START Material supplied

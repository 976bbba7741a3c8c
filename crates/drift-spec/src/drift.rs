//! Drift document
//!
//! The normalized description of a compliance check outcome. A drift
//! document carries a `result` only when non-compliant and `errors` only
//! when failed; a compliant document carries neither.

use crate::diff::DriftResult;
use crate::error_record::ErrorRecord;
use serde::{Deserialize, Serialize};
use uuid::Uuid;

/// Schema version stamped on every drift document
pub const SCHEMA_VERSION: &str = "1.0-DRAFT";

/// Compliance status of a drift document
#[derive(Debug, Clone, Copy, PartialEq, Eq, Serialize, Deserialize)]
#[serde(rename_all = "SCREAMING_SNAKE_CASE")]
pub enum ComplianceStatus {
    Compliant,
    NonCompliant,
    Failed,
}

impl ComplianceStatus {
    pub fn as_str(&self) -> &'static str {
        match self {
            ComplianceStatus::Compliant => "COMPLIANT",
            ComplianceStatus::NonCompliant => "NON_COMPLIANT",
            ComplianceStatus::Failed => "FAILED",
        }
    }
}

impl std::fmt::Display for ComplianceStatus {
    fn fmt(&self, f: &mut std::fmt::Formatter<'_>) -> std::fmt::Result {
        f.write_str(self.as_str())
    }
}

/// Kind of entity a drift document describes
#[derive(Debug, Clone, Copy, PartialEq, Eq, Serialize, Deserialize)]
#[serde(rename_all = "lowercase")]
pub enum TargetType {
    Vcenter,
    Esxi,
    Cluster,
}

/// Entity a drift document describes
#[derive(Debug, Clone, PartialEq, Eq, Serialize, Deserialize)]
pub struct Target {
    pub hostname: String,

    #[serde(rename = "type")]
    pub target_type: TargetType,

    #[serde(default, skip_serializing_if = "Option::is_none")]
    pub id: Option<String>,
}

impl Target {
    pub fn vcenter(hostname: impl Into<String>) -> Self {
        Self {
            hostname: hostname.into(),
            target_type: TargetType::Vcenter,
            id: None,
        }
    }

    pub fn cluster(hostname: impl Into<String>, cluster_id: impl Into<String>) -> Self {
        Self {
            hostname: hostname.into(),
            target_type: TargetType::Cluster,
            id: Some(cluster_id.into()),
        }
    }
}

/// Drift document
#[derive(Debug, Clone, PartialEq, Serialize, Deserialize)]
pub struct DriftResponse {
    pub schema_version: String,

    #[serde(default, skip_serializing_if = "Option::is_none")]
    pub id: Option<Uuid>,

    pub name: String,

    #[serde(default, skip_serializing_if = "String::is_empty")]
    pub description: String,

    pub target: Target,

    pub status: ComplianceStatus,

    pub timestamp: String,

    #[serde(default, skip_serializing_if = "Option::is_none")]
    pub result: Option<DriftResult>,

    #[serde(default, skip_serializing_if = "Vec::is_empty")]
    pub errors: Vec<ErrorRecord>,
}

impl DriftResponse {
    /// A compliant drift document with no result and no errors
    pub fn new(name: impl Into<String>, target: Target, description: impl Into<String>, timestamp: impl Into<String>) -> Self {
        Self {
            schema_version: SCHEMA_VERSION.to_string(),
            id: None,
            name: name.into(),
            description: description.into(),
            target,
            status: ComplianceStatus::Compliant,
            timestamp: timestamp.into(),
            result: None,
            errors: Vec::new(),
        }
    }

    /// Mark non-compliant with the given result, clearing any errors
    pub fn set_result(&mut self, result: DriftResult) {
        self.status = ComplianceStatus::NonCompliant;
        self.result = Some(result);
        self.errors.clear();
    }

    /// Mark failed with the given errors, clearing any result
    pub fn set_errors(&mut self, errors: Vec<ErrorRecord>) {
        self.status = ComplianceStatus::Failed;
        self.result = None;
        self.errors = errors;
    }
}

END Material supplied
START Material supplied

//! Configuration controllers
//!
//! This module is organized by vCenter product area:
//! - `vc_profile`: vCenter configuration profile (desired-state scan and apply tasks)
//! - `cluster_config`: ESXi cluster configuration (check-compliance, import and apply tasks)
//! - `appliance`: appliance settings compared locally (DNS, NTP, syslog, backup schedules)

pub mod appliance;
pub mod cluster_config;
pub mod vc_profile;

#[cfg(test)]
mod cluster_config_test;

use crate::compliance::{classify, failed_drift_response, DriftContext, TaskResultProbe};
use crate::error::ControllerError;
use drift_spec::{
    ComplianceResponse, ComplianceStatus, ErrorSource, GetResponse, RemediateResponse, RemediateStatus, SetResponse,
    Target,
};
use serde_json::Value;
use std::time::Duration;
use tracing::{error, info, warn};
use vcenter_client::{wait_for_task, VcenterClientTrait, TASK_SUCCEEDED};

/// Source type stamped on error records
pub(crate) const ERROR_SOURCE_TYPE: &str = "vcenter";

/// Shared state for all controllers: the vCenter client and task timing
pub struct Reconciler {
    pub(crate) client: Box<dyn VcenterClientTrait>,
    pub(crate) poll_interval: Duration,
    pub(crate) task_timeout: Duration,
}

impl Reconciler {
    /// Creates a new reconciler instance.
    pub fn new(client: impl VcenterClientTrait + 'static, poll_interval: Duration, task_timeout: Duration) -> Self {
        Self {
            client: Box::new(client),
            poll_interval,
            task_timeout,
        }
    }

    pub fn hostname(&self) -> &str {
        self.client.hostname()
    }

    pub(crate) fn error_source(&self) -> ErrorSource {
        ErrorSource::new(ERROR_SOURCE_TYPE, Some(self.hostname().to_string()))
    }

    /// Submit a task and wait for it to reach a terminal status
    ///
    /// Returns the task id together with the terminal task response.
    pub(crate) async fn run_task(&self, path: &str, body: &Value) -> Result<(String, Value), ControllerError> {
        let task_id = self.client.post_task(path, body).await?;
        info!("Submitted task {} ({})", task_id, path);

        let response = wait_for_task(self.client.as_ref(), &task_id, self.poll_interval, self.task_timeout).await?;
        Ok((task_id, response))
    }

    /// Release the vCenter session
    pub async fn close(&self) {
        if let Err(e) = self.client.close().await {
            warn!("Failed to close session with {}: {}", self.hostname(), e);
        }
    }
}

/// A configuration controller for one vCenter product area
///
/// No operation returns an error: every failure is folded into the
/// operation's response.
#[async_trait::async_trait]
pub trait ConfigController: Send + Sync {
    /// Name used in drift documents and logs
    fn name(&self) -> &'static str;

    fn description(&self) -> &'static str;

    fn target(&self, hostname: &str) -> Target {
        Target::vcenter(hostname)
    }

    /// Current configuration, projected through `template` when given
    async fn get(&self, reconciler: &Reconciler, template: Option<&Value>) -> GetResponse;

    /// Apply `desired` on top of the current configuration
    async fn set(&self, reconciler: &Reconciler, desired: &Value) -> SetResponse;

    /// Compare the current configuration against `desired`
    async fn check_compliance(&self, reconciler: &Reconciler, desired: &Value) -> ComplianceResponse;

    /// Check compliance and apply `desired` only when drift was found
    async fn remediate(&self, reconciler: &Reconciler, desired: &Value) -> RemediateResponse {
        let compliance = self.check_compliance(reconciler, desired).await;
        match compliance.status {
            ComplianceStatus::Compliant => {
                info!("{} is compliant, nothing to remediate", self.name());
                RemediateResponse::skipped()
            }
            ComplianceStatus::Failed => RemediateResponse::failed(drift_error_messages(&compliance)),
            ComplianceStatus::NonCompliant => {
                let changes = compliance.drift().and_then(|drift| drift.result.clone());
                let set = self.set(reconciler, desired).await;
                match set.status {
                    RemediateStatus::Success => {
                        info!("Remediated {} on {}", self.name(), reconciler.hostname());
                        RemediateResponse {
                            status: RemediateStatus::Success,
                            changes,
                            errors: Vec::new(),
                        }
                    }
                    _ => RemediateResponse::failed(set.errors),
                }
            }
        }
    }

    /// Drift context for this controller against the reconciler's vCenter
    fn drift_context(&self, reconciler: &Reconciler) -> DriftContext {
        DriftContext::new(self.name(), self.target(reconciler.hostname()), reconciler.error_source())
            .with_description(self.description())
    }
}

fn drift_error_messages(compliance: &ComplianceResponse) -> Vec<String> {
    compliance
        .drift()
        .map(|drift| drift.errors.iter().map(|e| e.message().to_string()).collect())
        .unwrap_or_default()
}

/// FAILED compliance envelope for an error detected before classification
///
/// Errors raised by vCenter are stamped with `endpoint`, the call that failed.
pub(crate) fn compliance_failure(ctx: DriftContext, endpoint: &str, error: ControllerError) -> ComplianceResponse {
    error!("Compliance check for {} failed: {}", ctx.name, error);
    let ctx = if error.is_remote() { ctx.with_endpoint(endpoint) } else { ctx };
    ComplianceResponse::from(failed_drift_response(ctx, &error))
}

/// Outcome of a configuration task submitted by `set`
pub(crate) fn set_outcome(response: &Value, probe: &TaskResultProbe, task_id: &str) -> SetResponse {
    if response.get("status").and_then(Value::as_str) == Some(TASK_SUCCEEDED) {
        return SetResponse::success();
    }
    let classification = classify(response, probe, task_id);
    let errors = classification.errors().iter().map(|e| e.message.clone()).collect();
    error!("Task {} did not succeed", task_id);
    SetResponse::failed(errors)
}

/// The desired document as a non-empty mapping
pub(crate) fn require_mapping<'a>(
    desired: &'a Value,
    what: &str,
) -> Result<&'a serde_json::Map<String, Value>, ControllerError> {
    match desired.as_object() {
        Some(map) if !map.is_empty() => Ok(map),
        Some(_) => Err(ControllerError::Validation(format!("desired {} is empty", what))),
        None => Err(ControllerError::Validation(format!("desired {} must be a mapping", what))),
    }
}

END Material supplied

__Your instructions__:
Lines above with "Option" in them are the ones to copy.

__Response for this exercise__:
    #[serde(default, skip_serializing_if = "Option::is_none")]
    pub id: Option<String>,
    #[serde(default, skip_serializing_if = "Option::is_none")]
    pub id: Option<Uuid>,
    #[serde(default, skip_serializing_if = "Option::is_none")]
    pub result: Option<DriftResult>,
    async fn get(&self, reconciler: &Reconciler, template: Option<&Value>) -> GetResponse;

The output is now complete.